I mean, “perturbation of scullions,” it’s like a signature.  Meanwhile, the reader knows full well the whole thing is a fiction created by James but generally pretends that the longer story, in which a deranged governess in an isolated country house has her fun scaring the hell out of a superstitious housekeeper and two bizarrely perfect, demon-haunted children.  “They performed the dizziest feats of arithmetic, soaring quite out of my feeble range, and perpetrated, in higher spirits than ever, geographical and historical jokes” (Ch. 18).  Weird kids.

The text has been picked to pieces in search of clues to solve various puzzles, to prove that the ghosts “real” and the governess crazy or that the governess merely crazy – surely no one, given this text, thinks her sane.  After this reading, I am mostly convinced that the second-most productive way to read The Turn of the Screw is to work through the ghost story for clues - winks, jokes – that solve the puzzle of the frame story.

4 comments:

  1. This is pretty good.
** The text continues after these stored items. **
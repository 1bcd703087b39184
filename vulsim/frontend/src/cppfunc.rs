//! Extraction of hand-written C++ function bodies.
//!
//! Logic blocks of a combine can live in ordinary C++ files so that they stay
//! compilable and testable on their own. The file is parsed with the
//! tree-sitter C++ grammar and the body of a top-level function definition is
//! returned as the text strictly between its outermost braces.
use std::borrow::Cow;
use std::path::Path;
use tree_sitter as ts;
use vulsim_utils::{Error, VulResult};

/// Node kinds whose children are still at file scope.
const CONDITIONAL_GROUPS: [&str; 4] =
    ["preproc_if", "preproc_ifdef", "preproc_elif", "preproc_else"];

/// Join a backslash followed by trailing blanks with the next line.
///
/// Compilers accept `\ ` at the end of a line as a continuation, the grammar
/// only accepts `\` immediately followed by the newline.
fn splice_lines(source: &str) -> Cow<'_, str> {
    let is_loose = |line: &str| {
        let content = line.trim_end_matches(['\n', '\r']);
        let trimmed = content.trim_end_matches([' ', '\t']);
        trimmed.len() < content.len() && trimmed.ends_with('\\')
    };
    if !source.split_inclusive('\n').any(is_loose) {
        return Cow::Borrowed(source);
    }
    let mut out = String::with_capacity(source.len());
    for line in source.split_inclusive('\n') {
        if is_loose(line) {
            let content = line.trim_end_matches(['\n', '\r']);
            out.push_str(content.trim_end_matches([' ', '\t']));
            out.push_str(&line[content.len()..]);
        } else {
            out.push_str(line);
        }
    }
    Cow::Owned(out)
}

/// The identifier a function definition declares, if it is unqualified.
fn declared_name(def: ts::Node<'_>) -> Option<ts::Node<'_>> {
    let mut decl = def.child_by_field_name("declarator")?;
    while decl.kind() != "function_declarator" {
        decl = match decl.kind() {
            // `int *f()`, `int &f()` and `int (f)()`
            "pointer_declarator"
            | "reference_declarator"
            | "parenthesized_declarator" => {
                decl.named_child(decl.named_child_count().checked_sub(1)?)?
            }
            _ => return None,
        };
    }
    decl.child_by_field_name("declarator")
        .filter(|id| id.kind() == "identifier")
}

/// Text between the braces of a `compound_statement`.
fn block_contents<'s>(body: ts::Node<'_>, source: &'s str) -> Option<&'s str> {
    let open = body.child(0)?;
    let close = body.child(body.child_count().checked_sub(1)?)?;
    if open.kind() != "{" || close.kind() != "}" || close.is_missing() {
        return None;
    }
    source.get(open.end_byte()..close.start_byte())
}

/// Search the file-scope children of `node` for a definition of `name`.
fn find_definition<'t>(
    node: ts::Node<'t>,
    name: &str,
    source: &str,
) -> Option<ts::Node<'t>> {
    let mut cursor = node.walk();
    let children: Vec<_> = node.named_children(&mut cursor).collect();
    children.into_iter().find_map(|child| match child.kind() {
        "function_definition" => declared_name(child)
            .and_then(|id| id.utf8_text(source.as_bytes()).ok())
            .filter(|id| *id == name)
            .map(|_| child),
        kind if CONDITIONAL_GROUPS.contains(&kind) => {
            find_definition(child, name, source)
        }
        _ => None,
    })
}

/// Find the body of the top-level function `name` in `source`.
///
/// Returns the text strictly between the outermost braces of the first
/// matching definition, trimmed at both ends. Declarations without a body,
/// qualified definitions (`Class::name`) and definitions nested in a
/// namespace, class or linkage block are skipped. Definitions inside
/// `#if`/`#ifdef` groups are found. `Ok(None)` means no definition matches.
fn find_function_body(source: &str, name: &str) -> VulResult<Option<String>> {
    let source = splice_lines(source);
    let mut parser = ts::Parser::new();
    parser
        .set_language(tree_sitter_cpp::language())
        .map_err(|err| Error::misc(format!("C++ grammar unavailable: {err:?}")))?;
    let Some(tree) = parser.parse(source.as_bytes(), None) else {
        return Err(Error::misc("C++ parser produced no tree"));
    };

    let Some(def) = find_definition(tree.root_node(), name, &source) else {
        return Ok(None);
    };
    let Some(body) = def.child_by_field_name("body") else {
        return Ok(None);
    };
    if body.has_error() {
        log::warn!(
            "Body of `{name}` has syntax errors at line {}; extracting it as written",
            body.start_position().row + 1
        );
    }
    Ok(block_contents(body, &source).map(|text| text.trim().to_string()))
}

/// Read `path` and extract the body of the top-level function `name`.
///
/// `Ok(None)` means the file was read but contains no matching definition.
pub fn extract_function_body(
    path: &Path,
    name: &str,
) -> VulResult<Option<String>> {
    let source = std::fs::read_to_string(path).map_err(|err| {
        Error::invalid_file(format!(
            "Failed to read C++ source {}: {err}",
            path.display()
        ))
    })?;
    let body =
        find_function_body(&source, name).map_err(|e| e.with_file(path))?;
    log::debug!(
        "extracting `{name}` from {}: {}",
        path.display(),
        if body.is_some() { "found" } else { "not found" }
    );
    Ok(body)
}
Usually when I read this one, I feel the same way, that it's James narrating the framing story. It never occurred to me that he was also the writer of the ghost story itself. Some strong (for James) pointers to that solution.
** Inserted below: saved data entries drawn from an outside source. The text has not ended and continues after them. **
//! Errors generated by the compiler.
use crate::Id;
use itertools::Itertools;
use std::path::{Path, PathBuf};

/// Convience wrapper to represent success or meaningul compiler error.
pub type VulResult<T> = std::result::Result<T, Error>;

/// Errors generated by the compiler
pub struct Error {
    kind: Box<ErrorKind>,
    /// Descriptor or source file the error was found in
    file: Option<PathBuf>,
}

/// Standard error type for VulSim errors.
#[derive(thiserror::Error, Debug)]
pub enum ErrorKind {
    /// The project directory or the output directory is not usable.
    #[error("Project structure error: {0}")]
    Structure(String),
    /// A descriptor does not start with the expected root tag.
    #[error("Wrong format: expected root tag `{expected}`, found `{found}`")]
    Schema { expected: String, found: String },
    /// A descriptor is missing required content or is otherwise malformed.
    #[error("Malformed descriptor: {0}")]
    MalformedDescriptor(String),
    /// The name has already been bound.
    #[error("Name `{0}` already bound by {1}")]
    AlreadyBound(Id, String),
    /// Using a reserved keyword as a name.
    #[error("Use of reserved keyword `{0}` as a name")]
    ReservedName(Id),
    /// Bundles that embed each other by value.
    #[error("Bundle check failed: loop dependency in {}", .0.iter().join(", "))]
    CyclicDependency(Vec<Id>),
    /// The body of an external function could not be located.
    #[error(
        "Body of function `{func}` not found in `{}` (combine `{combine}`, {owner})",
        .file.display()
    )]
    BodyNotFound {
        combine: Id,
        owner: String,
        func: Id,
        file: PathBuf,
    },
    /// The input file is invalid (does not exist, cannot be read).
    #[error("Invalid file: {0}")]
    InvalidFile(String),
    /// Failed to write the output.
    #[error("Failed to write output: {0}")]
    WriteError(String),
    /// A miscellaneous error. Should be replaced with a more precise error.
    #[error("{0}")]
    Misc(String),
}

impl Error {
    fn from_kind(kind: ErrorKind) -> Self {
        Self {
            kind: Box::new(kind),
            file: None,
        }
    }

    /// Attach the file the error originated from.
    pub fn with_file<P: AsRef<Path>>(mut self, file: P) -> Self {
        self.file = Some(file.as_ref().to_path_buf());
        self
    }

    pub fn structure<S: ToString>(msg: S) -> Self {
        Self::from_kind(ErrorKind::Structure(msg.to_string()))
    }

    pub fn schema<S: ToString, T: ToString>(expected: S, found: T) -> Self {
        Self::from_kind(ErrorKind::Schema {
            expected: expected.to_string(),
            found: found.to_string(),
        })
    }

    pub fn malformed_descriptor<S: ToString>(msg: S) -> Self {
        Self::from_kind(ErrorKind::MalformedDescriptor(msg.to_string()))
    }

    pub fn already_bound<S: ToString>(name: Id, bound_by: S) -> Self {
        Self::from_kind(ErrorKind::AlreadyBound(name, bound_by.to_string()))
    }

    pub fn reserved_name(name: Id) -> Self {
        Self::from_kind(ErrorKind::ReservedName(name))
    }

    pub fn cyclic_dependency(unresolved: Vec<Id>) -> Self {
        Self::from_kind(ErrorKind::CyclicDependency(unresolved))
    }

    pub fn body_not_found<S: ToString>(
        combine: Id,
        owner: S,
        func: Id,
        file: PathBuf,
    ) -> Self {
        Self::from_kind(ErrorKind::BodyNotFound {
            combine,
            owner: owner.to_string(),
            func,
            file,
        })
    }

    pub fn invalid_file<S: ToString>(msg: S) -> Self {
        Self::from_kind(ErrorKind::InvalidFile(msg.to_string()))
    }

    pub fn write_error<S: ToString>(msg: S) -> Self {
        Self::from_kind(ErrorKind::WriteError(msg.to_string()))
    }

    pub fn misc<S: ToString>(msg: S) -> Self {
        Self::from_kind(ErrorKind::Misc(msg.to_string()))
    }

    pub fn kind(&self) -> &ErrorKind {
        &self.kind
    }

    pub fn file(&self) -> Option<&Path> {
        self.file.as_deref()
    }

    /// Recoverable errors only invalidate the combine they were found in; the
    /// rest of the run carries on.
    pub fn is_recoverable(&self) -> bool {
        matches!(*self.kind, ErrorKind::BodyNotFound { .. })
    }

    pub fn message(&self) -> String {
        self.kind.to_string()
    }
}

impl std::fmt::Display for Error {
    fn fmt(&self, f: &mut std::fmt::Formatter<'_>) -> std::fmt::Result {
        write!(f, "{}", self.kind)?;
        if let Some(file) = &self.file {
            write!(f, " [{}]", file.display())?;
        }
        Ok(())
    }
}

// this is silly but needed to make the program print something sensible when returning
// a result from `main`
impl std::fmt::Debug for Error {
    fn fmt(&self, f: &mut std::fmt::Formatter<'_>) -> std::fmt::Result {
        std::fmt::Display::fmt(self, f)
    }
}

impl std::error::Error for Error {}

impl From<std::io::Error> for Error {
    fn from(e: std::io::Error) -> Self {
        Error::write_error(format!("IO Error: {e}"))
    }
}

impl From<std::fmt::Error> for Error {
    fn from(e: std::fmt::Error) -> Self {
        Error::write_error(format!("Formatting Error: {e}"))
    }
}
    The last time I read Screw, I thought that maybe the narrator of the frame was actually the hostess of the dinner. It reads okay that way, except that the narrator refers to men by their last names only, which I'm not sure a moneyed English woman in the late 19th century would do. Though even if the narrator of the frame is a woman, the host of the party, she and Douglas could still be in cahoots. The "ghost" story is a coded message--a confession--that Douglas is the real father of her two children, and when the housekeeper discovers the truth, she's dismissed as unreliable...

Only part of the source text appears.